**The problem:** For the records below, report how many lines include "sample", with no accompanying text.

[Stored data entries]
::::::::
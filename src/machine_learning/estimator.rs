use crate::machine_learning::instances::{Attribute, AttributeKind};
use std::fmt;

pub mod nominal_estimator;
pub mod numeric_estimator;

pub use nominal_estimator::NominalEstimator;
pub use numeric_estimator::NumericEstimator;

/// Quantization grain of numeric attributes when synthesizing values.
pub const DEFAULT_NUMERIC_PRECISION: f64 = 0.01;

/// Capability set shared by the per-attribute probability models.
pub trait DensityEstimator {
    /// Adds an observed value with the given weight. A zero weight is ignored.
    ///
    /// # Parameters
    ///
    /// - `value` - Observed value (the code of a nominal value)
    /// - `weight` - Weight of the observation
    fn add_value(&mut self, value: f64, weight: f64);

    /// Estimated probability of `value`.
    fn probability(&self, value: f64) -> f64;

    /// Draws a value from the estimated distribution.
    ///
    /// The draw depends only on the estimator state and `seed`. Returns NaN when
    /// no mass has been observed.
    fn sample(&self, seed: u64) -> f64;
}

/// Estimator selected by the kind of the attribute it models.
///
/// # Variants
///
/// - `Nominal` - Symbol counts over the attribute's domain
/// - `Numeric` - Gaussian kernels around the observed values
#[derive(Debug, Clone, PartialEq)]
pub enum Estimator {
    Nominal(NominalEstimator),
    Numeric(NumericEstimator),
}

impl Estimator {
    /// Creates an empty estimator for `attribute`.
    ///
    /// Nominal estimators start without Laplace smoothing and numeric ones use
    /// `DEFAULT_NUMERIC_PRECISION`. String attributes have no estimator.
    pub fn for_attribute(attribute: &Attribute) -> Option<Self> {
        match attribute.kind() {
            AttributeKind::Nominal { values } => {
                Some(Estimator::Nominal(NominalEstimator::new(values.len(), false)))
            }
            AttributeKind::Numeric => Some(Estimator::Numeric(NumericEstimator::new(
                DEFAULT_NUMERIC_PRECISION,
            ))),
            AttributeKind::String => None,
        }
    }
}

impl DensityEstimator for Estimator {
    fn add_value(&mut self, value: f64, weight: f64) {
        match self {
            Estimator::Nominal(e) => e.add_value(value, weight),
            Estimator::Numeric(e) => e.add_value(value, weight),
        }
    }

    fn probability(&self, value: f64) -> f64 {
        match self {
            Estimator::Nominal(e) => e.probability(value),
            Estimator::Numeric(e) => e.probability(value),
        }
    }

    fn sample(&self, seed: u64) -> f64 {
        match self {
            Estimator::Nominal(e) => e.sample(seed),
            Estimator::Numeric(e) => e.sample(seed),
        }
    }
}

impl fmt::Display for Estimator {
    fn fmt(&self, f: &mut fmt::Formatter<'_>) -> fmt::Result {
        match self {
            Estimator::Nominal(e) => write!(f, "{}", e),
            Estimator::Numeric(e) => write!(f, "{}", e),
        }
    }
}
::::::::
**Written answer:** 4